くっ、暫く見ない間にSっ気が生まれたようだ。
「それに椎名にはお前が魔国に出掛けた事は話してないぞ」
「そうなの?」
「当然だろう。どうして、わたしが敵に塩を送る様な事をしないといけないんだ?」
「そこから友情に発展するとか?」
「無いな。寧ろ、それを貸しにして相手の弱みを探る事をするだろう。わたしもあいつも」
前世の頃から思うけど、ユエと椎名さんってどうしてこんなに仲が悪いんだ?
転生したのだから、少しは歩み寄りぐらいはしてもいいだろう。
「ふふふ、随分とそのシイナとやらには手厳しいのう。ディアーネよ」
姉様が可笑しそうに笑う。
「・・・・・・ええ、少し事情がありまして」
「まぁ、深くは聞かん。じゃが、敵には三通りしかいない事を肝に銘じておくのじゃぞ」
「三通りと言うと?」
「味方に引き込みむべき敵、味方にしては駄目な敵、倒すしかない敵のこの三つじゃ」
「成程。素晴らしいお言葉です」
「ほっほほほ」
愉快そうに笑う姉様。
偶には良い事を言うんだな。この人。
「リィン。何か言うたか?」
「いえ、何も」
「ところで、その見慣れない小さいロボットはなんなのだ?」
ユエは僕の傍にいるプリアをジッと見る。
得体が知れない物を見ている目で。
そんな目で見られて、プリアは僕の袖をぎゅっと掴んだ。
「この子はプリンツスエンアーヌル。アイゼンブルート族の族長ケニギンアーヌルの娘だよ」
本当は違うのだが、まぁ簡単に説明した方が分かりやすいだろうと思いそう紹介する事にした。
「ほぅ、そうなのか」
「随分と可愛らしいフォルムだな。

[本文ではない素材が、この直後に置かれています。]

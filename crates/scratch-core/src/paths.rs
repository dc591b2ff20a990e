use std::path::{Path, PathBuf};

// ---------------------------------------------------------------------------
// Directory constants
// ---------------------------------------------------------------------------

pub const SCRATCH_DIR: &str = ".scratch";

pub const CONFIG_FILE: &str = ".scratch/config.yaml";
pub const LEDGER_FILE: &str = ".scratch/scratchpad.md";
pub const LESSONS_FILE: &str = ".scratch/lessons.md";

pub const RULES_FILE: &str = ".cursorrules";

/// Env files merged into [`crate::settings::Settings`], highest priority first.
pub const ENV_FILES: &[&str] = &[".env.local", ".env", ".env.example"];

// ---------------------------------------------------------------------------
// Path helpers
// ---------------------------------------------------------------------------

pub fn scratch_dir(root: &Path) -> PathBuf {
    root.join(SCRATCH_DIR)
}

pub fn config_path(root: &Path) -> PathBuf {
    root.join(CONFIG_FILE)
}

pub fn lessons_path(root: &Path) -> PathBuf {
    root.join(LESSONS_FILE)
}

pub fn default_rules_path(root: &Path) -> PathBuf {
    root.join(RULES_FILE)
}

/// Resolve a configured path: absolute paths pass through, relative ones
/// are anchored at the project root.
pub fn resolve(root: &Path, configured: &Path) -> PathBuf {
    if configured.is_absolute() {
        configured.to_path_buf()
    } else {
        root.join(configured)
    }
}

// ---------------------------------------------------------------------------
// Tests
// ---------------------------------------------------------------------------
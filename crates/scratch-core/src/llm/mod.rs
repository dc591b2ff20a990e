//! Provider dispatch: one call signature in front of every LLM backend.
//!
//! [`Dispatcher::dispatch`] resolves provider, model and credential for a
//! [`Request`], checks capabilities, and hands a single [`backend::Call`] to
//! the [`Backend`]. Nothing is retried.

pub mod backend;
pub mod image;
pub mod profile;
pub mod wire;

pub use backend::{Backend, Call, HttpBackend};
pub use profile::{LlmSettings, ProviderProfile};

use crate::error::{Result, ScratchError};
use crate::types::ProviderKind;
use serde::Serialize;
use std::path::PathBuf;

#[derive(Debug, Clone, Default)]
pub struct Request {
    pub prompt: String,
    pub image: Option<PathBuf>,
    pub provider: Option<ProviderKind>,
    pub model: Option<String>,
}

impl Request {
    pub fn new(prompt: impl Into<String>) -> Self {
        Self {
            prompt: prompt.into(),
            ..Default::default()
        }
    }

    pub fn with_provider(mut self, provider: ProviderKind) -> Self {
        self.provider = Some(provider);
        self
    }

    pub fn with_model(mut self, model: impl Into<String>) -> Self {
        self.model = Some(model.into());
        self
    }

    pub fn with_image(mut self, path: impl Into<PathBuf>) -> Self {
        self.image = Some(path.into());
        self
    }
}

#[derive(Debug, Clone, PartialEq, Eq, Serialize)]
pub struct Response {
    pub provider: ProviderKind,
    pub model: String,
    pub text: String,
}

/// Provider and model a request would go to, before any credential check.
#[derive(Debug, Clone, PartialEq, Eq)]
pub struct Route<'a> {
    pub provider: ProviderKind,
    pub model: &'a str,
}

pub struct Dispatcher<'s, B> {
    settings: &'s LlmSettings,
    backend: B,
}

impl<'s, B: Backend> Dispatcher<'s, B> {
    pub fn new(settings: &'s LlmSettings, backend: B) -> Self {
        Self { settings, backend }
    }

    /// Steps 1 and 2: overrides first, then the process-wide defaults.
    pub fn route<'r>(&'r self, request: &'r Request) -> Route<'r> {
        let provider = request.provider.unwrap_or(self.settings.default_provider);
        let model = request
            .model
            .as_deref()
            .unwrap_or(&self.settings.profile(provider).default_model);
        Route { provider, model }
    }

    pub fn dispatch(&self, request: &Request) -> Result<Response> {
        let Route { provider, model } = self.route(request);
        let profile = self.settings.profile(provider);
        tracing::debug!(%provider, model, "resolved llm route");

        if let (Some(key), None) = (profile.credential_key, &profile.credential) {
            return Err(ScratchError::MissingCredential {
                provider: provider.to_string(),
                key: key.to_string(),
            });
        }
        let base_url = profile.base_url.as_deref().ok_or_else(|| {
            ScratchError::MissingCredential {
                provider: provider.to_string(),
                key: provider.base_url_key().to_string(),
            }
        })?;

        let image = match &request.image {
            Some(_) if !profile.supports_images => {
                return Err(ScratchError::UnsupportedCapability {
                    provider: provider.to_string(),
                    capability: "image input".to_string(),
                });
            }
            Some(path) => Some(image::load(path)?),
            None => None,
        };

        let call = Call {
            provider,
            model,
            prompt: &request.prompt,
            image: image.as_ref(),
            credential: profile.credential.as_deref(),
            base_url,
            max_tokens: self.settings.max_tokens,
            temperature: self.settings.temperature,
            azure_api_version: &self.settings.azure_api_version,
        };
        let text = self.backend.send(&call)?;

        Ok(Response {
            provider,
            model: model.to_string(),
            text,
        })
    }
}

// ---------------------------------------------------------------------------
// Tests
// ---------------------------------------------------------------------------
use crate::output::print_json;
use anyhow::Context;
use clap::Subcommand;
use scratch_core::{lessons, paths};
use std::path::Path;

#[derive(Subcommand)]
pub enum LessonSubcommand {
    /// Record a lesson (a fixed mistake, a tool quirk, a version that matters)
    Add {
        #[arg(required = true)]
        text: Vec<String>,
    },
    /// List lessons in the order they were recorded
    List,
}

pub fn run(root: &Path, subcmd: LessonSubcommand, json: bool) -> anyhow::Result<()> {
    let path = paths::lessons_path(root);
    match subcmd {
        LessonSubcommand::Add { text } => {
            let lesson = lessons::add(&path, &text.join(" "))?;
            if json {
                print_json(&lesson)?;
            } else {
                println!("Recorded lesson: {}", lesson.text);
            }
        }
        LessonSubcommand::List => {
            let all = lessons::list(&path)
                .with_context(|| format!("failed to read {}", path.display()))?;
            if json {
                print_json(&all)?;
            } else if all.is_empty() {
                println!("No lessons recorded.");
            } else {
                for l in &all {
                    match l.recorded_on {
                        Some(d) => println!("- ({d}) {}", l.text),
                        None => println!("- {}", l.text),
                    }
                }
            }
        }
    }
    Ok(())
}
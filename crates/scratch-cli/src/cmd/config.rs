use crate::output::{print_json, print_yaml};
use anyhow::Context;
use clap::Subcommand;
use scratch_core::config::{Config, WarnLevel};
use scratch_core::settings::Settings;
use std::path::Path;

#[derive(Subcommand)]
pub enum ConfigSubcommand {
    /// Print the effective configuration
    Show,

    /// Validate the config and environment for common mistakes
    Validate,
}

pub fn run(root: &Path, subcmd: ConfigSubcommand, json: bool) -> anyhow::Result<()> {
    match subcmd {
        ConfigSubcommand::Show => show(root, json),
        ConfigSubcommand::Validate => validate(root, json),
    }
}

fn show(root: &Path, json: bool) -> anyhow::Result<()> {
    let config = Config::load_or_default(root).context("failed to load config")?;
    if json {
        print_json(&config)
    } else {
        print_yaml(&config)
    }
}

fn validate(root: &Path, json: bool) -> anyhow::Result<()> {
    let config = Config::load(root).context("failed to load config")?;
    let settings = Settings::load(root).context("failed to read environment")?;
    let warnings = config.validate(&settings);

    if json {
        print_json(&serde_json::json!({
            "warnings": warnings,
            "env_files": settings.loaded_files(),
        }))?;
    } else if warnings.is_empty() {
        println!("Config is valid. No warnings.");
    } else {
        for w in &warnings {
            let prefix = match w.level {
                WarnLevel::Warning => "warning",
                WarnLevel::Error => "error",
            };
            println!("[{prefix}] {}", w.message);
        }
    }

    if warnings.iter().any(|w| w.level == WarnLevel::Error) {
        anyhow::bail!("config validation found errors");
    }
    Ok(())
}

それにお前には良く懐いているようだ」
「そうだね」
言われてみれば、どうして懐いているのだろう?
この前、あったばかりなんだけどな。
・・・・・・まぁ良いか。言葉を話せるようになったら訊ねれば良いし。
さてと、呼び出された理由は分かったので、この部屋に何時までも居ても仕方がない。
リリアンさん達に帰って来た挨拶をしてくるか。
「大した要件もなさそうだし、僕はリリアンさんに帰って来た事を報告しにいくよ」
「うむ。リリアン殿達は即位式の準備で忙しいから、帰って来た挨拶はしても邪魔はせぬようにな」
「分かったよ」
姉様にそう言われて、僕は部屋を出て行った。